Recently I came across a lot of 30 17" LCD monitors (just a single $1.00 each). My plan is to build a video-wall with 8 monitors.

I have two GeForce dual-head video cards (PCIex16), for a total of 4 video monitors. After a lot of struggle, I managed to activate three of those monitors with a static xorg.conf file. After duplicating the same configuration from the first card for the second card, I only managed to have three monitors used by *Xorg*. I found a post on the internet stating that the *nvidia* driver is limited, for some unknown reason, to three monitors. If this is a fact, is there anyway that I can successfully use all the four ports at the same time? I have another desktop running Windows 7 where I can successfully use four monitors attached to two GeForce dual-head video cards.


What is the correct xorg.conf configuration to activate four monitors with two GeForce dual-head *PCIe* video cards?
On the same line of questioning, this same computer also have two RV100 [Radeon 7000] dual-head PCI video cards. Adjusting the same xorg.conf file from above, but activating only the Radeon devices (*radeon* driver) the X, when running `Xorg -config ~/xorg.conf.new -retro`, simply freezes my desktop. The only viable solution is to reset the computer.

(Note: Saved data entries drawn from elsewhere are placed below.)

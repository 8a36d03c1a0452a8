//! OAuth state brokering: CSRF state tokens issued when a user starts an
//! authorization flow and consumed exactly once when the callback arrives.

pub mod provider;

pub use provider::{build_auth_url, Provider};

use crate::config::OAuthClientConfig;
use crate::store::{Store, StoreError};
use chrono::{DateTime, Duration as ChronoDuration, Utc};
use std::sync::Arc;
use std::time::Duration;
use tracing::{debug, info};
use uuid::Uuid;

type Clock = Arc<dyn Fn() -> DateTime<Utc> + Send + Sync>;

/// A freshly started authorization flow: the state token bound into the URL
/// and the URL to send the user to.
#[derive(Clone, Debug)]
pub struct AuthRequest {
    pub state: String,
    pub auth_url: String,
}

/// Issues and validates single-use OAuth state tokens.
///
/// Time is injected so expiry behavior is testable without sleeping.
pub struct StateBroker {
    store: Arc<Store>,
    ttl: ChronoDuration,
    clock: Clock,
}

impl StateBroker {
    pub fn new(store: Arc<Store>, ttl: Duration) -> Self {
        Self::with_clock(store, ttl, Arc::new(Utc::now))
    }

    pub fn with_clock(store: Arc<Store>, ttl: Duration, clock: Clock) -> Self {
        let ttl = ChronoDuration::from_std(ttl).unwrap_or_else(|_| ChronoDuration::minutes(10));
        Self { store, ttl, clock }
    }

    /// Issue a state token for a (guild, user) pair and store it with its
    /// expiry.
    pub fn create_state(
        &self,
        provider: Provider,
        guild_id: i64,
        user_id: i64,
    ) -> Result<String, StoreError> {
        let state = Uuid::new_v4().to_string();
        let now = (self.clock)();
        // Issuing a state doubles as the cleanup point for abandoned flows
        self.store.sweep_expired_oauth_states(now)?;
        self.store.insert_oauth_state(
            &state,
            provider.as_str(),
            guild_id,
            user_id,
            now,
            now + self.ttl,
        )?;

        info!(guild_id, user_id, %provider, "Issued OAuth state");
        Ok(state)
    }

    /// Start an authorization flow: issue a state and build the provider URL
    /// carrying it.
    pub fn begin_authorization(
        &self,
        provider: Provider,
        client: &OAuthClientConfig,
        guild_id: i64,
        user_id: i64,
    ) -> Result<AuthRequest, StoreError> {
        let state = self.create_state(provider, guild_id, user_id)?;
        let auth_url = build_auth_url(provider, client, &state);

        Ok(AuthRequest { state, auth_url })
    }

    /// Redeem a state token from a provider callback.
    ///
    /// Returns the `(guild_id, user_id)` the token was issued for, exactly
    /// once; unknown, expired, already-used, and wrong-provider tokens all
    /// come back as `None`.
    pub fn validate_state(
        &self,
        state: &str,
        provider: Provider,
    ) -> Result<Option<(i64, i64)>, StoreError> {
        let identity = self
            .store
            .consume_oauth_state(state, provider.as_str(), (self.clock)())?;

        match identity {
            Some((guild_id, user_id)) => {
                info!(guild_id, user_id, %provider, "OAuth state validated");
            }
            None => {
                debug!(%provider, "OAuth state rejected");
            }
        }
        Ok(identity)
    }

    /// Drop expired, never-redeemed states. Returns how many were removed.
    pub fn sweep_expired(&self) -> Result<usize, StoreError> {
        let swept = self.store.sweep_expired_oauth_states((self.clock)())?;
        if swept > 0 {
            debug!(swept, "Swept expired OAuth states");
        }
        Ok(swept)
    }
}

What is the correct xorg.conf configuration to activate four monitors with two Radeon RV100 dual-head *PCI* video cards?
What is the correct xorg.conf configuration to activate eight video monitors with two GeForce dual-head *PCIe* video cards and two Radeon RV100 dual-head *PCI* video cards?


----------



## SirDice (Aug 27, 2014)

I wouldn't mix Radeon and NVidia. Not while using the nvidia-driver. The nvidia-driver overwrites/replaces some Xorg libraries and those are bound to clash with the Radeon drivers (which expects the original Xorg libraries).


----------



## afberendsen (Aug 27, 2014)

Thanks for the reply

The nv video driver has limited set of features to deal with multiple monitors. For example, I cannot set which video monitor, from a dual-head video card, is on the left or on the right. To accomplished that, and only that, my decision was to use the nvidia video driver.

However, let's say that hypothetically the order of the video monitors is not important. Will the radeon video driver work with the nv video drivers, so I can have all four video cards activate at one time?


----------



## SirDice (Aug 28, 2014)

As far as I know the nv driver only supports one monitor but it should play nicely with the radeon driver.


----------



## wblock@ (Aug 28, 2014)

The first step would be to check that multiple video cards work at the same time.  I tried that recently with no real success, but that may have been due to the hardware I had available.


----------



## DJ9 (Sep 1, 2014)

I really don't see the system performing very well with just 4MB of memory.  Good thing is your motherboard can go up to 16MB.

Also, make sure that if you add those video cards your power supply is capable of handling it.


----------



## afberendsen (Sep 2, 2014)

Hi DJ9. In fact my MoBo supports 16GB. My current configuration is 4GB. 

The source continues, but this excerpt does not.